Article Published: January 25, 2016
Article Published: January 25, 2016
By Blake Groves, Vice President, Strategy and Business Development, Salsa | Ignite Action. Fuel Change.
If your nonprofit wants to improve but you’re at a loss for how to do so, don’t worry. You just have to track a selection of key fundraising metrics, which are sometimes referred to as performance indicators.
These indicators highlight your strengths and weaknesses, ensuring that your organization has the knowledge to make changes for the better.
In order to monitor the various metrics you’ll need one thing: good data.
As long as you have been storing your donor and prospect information in your CRM, you’ll have no issue pulling from the relevant data for your reporting.
Remember, it’s all in the data.
Use these three fundraising metrics to reflect on your past and put a plan in place for the future.
If three fundraising metrics aren’t enough, explore Salsa’s full list of recommended nonprofit performance indicators.
One of the best ways to see your yearly fundraising totals increase is by focusing on upgrading existing donors to higher giving levels while securing larger initial donations.
Before you start that process, you’ll need some guidance so that you can put a plan in place. The first step in drafting that plan should be to analyze average growth in gift size.
If you’re growing at a good pace year-over-year, maintain your practices and strategies, because they are working. However, if you feel your donation growth isn’t sufficient, you have options for how you can improve.
Test out various strategies, such as:
Screening your donor pool for upgrade candidates.
Creating giving levels to encourage donating certain amounts.
Designing a major gifts program.
Seeking planned gifts.
There are plenty of ways to increase average gift size. And they’ll all work with varying effectiveness depending on the situation at your nonprofit.
No matter what though, you can’t do any of that if you don’t identify that there is a problem.
Determine how many of the donations that you receive are recurring gifts. You’ll be investigating donor retention here.
New donors will always be a priority for organizations, but steady fundraising growth relies on donor retention as well.
There are three key reasons why nonprofits should treat retention as a priority:
It is far easier to secure a gift from a supporter who is already a contributor. Given that it requires less effort than the acquisition of a new prospect, it’s a shame that many nonprofits don’t focus more on retention.
Likewise, you should also have a better ability to upgrade retained donors than secure larger gifts from brand new prospects. You might, for instance, have donors in your monthly giving program with major giving capacity.
The more donors you retain, the greater impact the donors you acquire will have. Part of acquisition covers loss of donors. If you maintain the same acquisition rate, but improve retention, your fundraising total should increase.

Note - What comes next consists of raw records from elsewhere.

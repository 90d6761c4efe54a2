//! Signal sink that echoes every signal as a JSON line.

use message_fetch_coordinator::MemorySessionStore;
use parking_lot::Mutex;
use serde::Serialize;
use std::io::Write;
use std::sync::Arc;
use sync_types::{SignalSink, SyncSignal};

#[derive(Serialize)]
struct SignalLine<'a> {
    at: String,
    signal: &'a SyncSignal,
}

/// Applies each signal to the session store, then prints it.
///
/// The store is updated first so state reads made after `emit` returns
/// already see the signal.
pub struct PrintingSink {
    store: Arc<MemorySessionStore>,
    out: Mutex<Box<dyn Write + Send>>,
}

impl PrintingSink {
    pub fn new(store: Arc<MemorySessionStore>, out: Box<dyn Write + Send>) -> Self {
        Self {
            store,
            out: Mutex::new(out),
        }
    }

    pub fn stdout(store: Arc<MemorySessionStore>) -> Self {
        Self::new(store, Box::new(std::io::stdout()))
    }
}

impl SignalSink for PrintingSink {
    fn emit(&self, signal: SyncSignal) {
        self.store.emit(signal.clone());

        let line = SignalLine {
            at: chrono::Utc::now().to_rfc3339(),
            signal: &signal,
        };
        let mut out = self.out.lock();
        let written = serde_json::to_writer(&mut *out, &line)
            .map_err(std::io::Error::from)
            .and_then(|()| writeln!(out))
            .and_then(|()| out.flush());
        if let Err(e) = written {
            tracing::warn!(signal = signal.name(), error = %e, "Failed to print signal");
        }
    }
}

#[cfg(test)]
mod tests {
    use super::*;
    use sync_types::SessionStateReader;

    #[derive(Clone, Default)]
    struct SharedBuf(Arc<Mutex<Vec<u8>>>);

    impl Write for SharedBuf {
        fn write(&mut self, buf: &[u8]) -> std::io::Result<usize> {
            self.0.lock().extend_from_slice(buf);
            Ok(buf.len())
        }

        fn flush(&mut self) -> std::io::Result<()> {
            Ok(())
        }
    }

    #[test]
    fn test_signal_reaches_store_and_output() {
        let store = Arc::new(MemorySessionStore::new());
        let buf = SharedBuf::default();
        let sink = PrintingSink::new(store.clone(), Box::new(buf.clone()));

        sink.emit(SyncSignal::InitialFetchStart);
        sink.emit(SyncSignal::FlushOutbox);

        assert!(store.initial_fetch_in_progress());
        assert_eq!(store.outbox_flushes(), 1);

        let text = String::from_utf8(buf.0.lock().clone()).unwrap();
        let lines: Vec<serde_json::Value> = text
            .lines()
            .map(|line| serde_json::from_str(line).unwrap())
            .collect();
        assert_eq!(lines.len(), 2);
        assert_eq!(lines[0]["signal"]["type"], "initial_fetch_start");
        assert_eq!(lines[1]["signal"]["type"], "flush_outbox");
        assert!(lines[0]["at"].as_str().is_some());
    }
}
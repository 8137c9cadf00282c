// File:    lib.rs
// Author:  apezoo
// Date:    2025-07-17
//
// Description: The main library crate for station-core, tying together pad generation, the pad cipher, sealing, and mission storage.
//
// License:
// This project is licensed under the terms of the GNU AGPLv3 license.
// See the LICENSE.md file in the project root for full license information.

//! # Station Core Library
//!
//! This library manages "missions": records sealed at rest with AES-GCM, each
//! carrying a decimal one-time pad that is consumed one row per broadcast.
//! It covers pad generation, the letter/digit codec, the modulo-10 pad
//! cipher, AEAD sealing of ids and payloads, and the directory-backed store.

/// AEAD sealing of identifiers and payloads.
pub mod aead;
/// Broadcast preparation and decode-only helpers.
pub mod broadcast;
/// Letter to two-digit code mapping.
pub mod codec;
/// One-time pad arithmetic on digit strings.
pub mod crypto;
/// Error taxonomy.
pub mod error;
/// Mission records and their pad payload.
pub mod mission;
/// Utilities for generating new one-time pads and mission ids.
pub mod pad_generator;
/// Session key handling.
pub mod session;
/// Directory-backed mission storage.
pub mod store;

pub use error::{MissionError, Result};
pub use mission::{MissionRecord, PadSheet, Payload, RecordState};
pub use session::SessionContext;
pub use store::{MissionStore, StoreConfig};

The first step in donor retention is proper acknowledgement. Begin there and then move on the other facets of stewardship.
Conversion rate from various marketing measures is a great metric to study when you are examining the efficacy of various promotional moves.
Let me back up a moment. Conversion rate from marketing efforts explores how many people are clicking on your calls-to-action (in emails, Facebook posts, tweets, etc.) and making it to the desired landing page.
With tracking tools such as Google Analytics, you can monitor the number of visitors who reach a certain page on your website. You can also determine how they got there.
Do you sometimes feel like you’re tweeting out into a void? Well, this metric will tell you if the feeling is real or not. If not, that’s great. If it is, adjust your social media outreach strategy accordingly.
Maybe your supporters respond better to calls-to-action as part of lengthier posts on Facebook. Or they might prefer a specific kind of wording on Twitter.
Your analysis can get as intricate and in-depth you’d like it to, but it needs to start somewhere. Conversion rate is as good a place as any.
The main goal of keeping an eye of all of these metrics is to improve. Self-evaluation is crucial to the ongoing success of your nonprofit.
For more paths to improvement, consider attending a nonprofit conference to learn in a new environment and gain a fresh perspective from colleagues and thought leaders in the industry.
Pick a route to betterment and chart your course.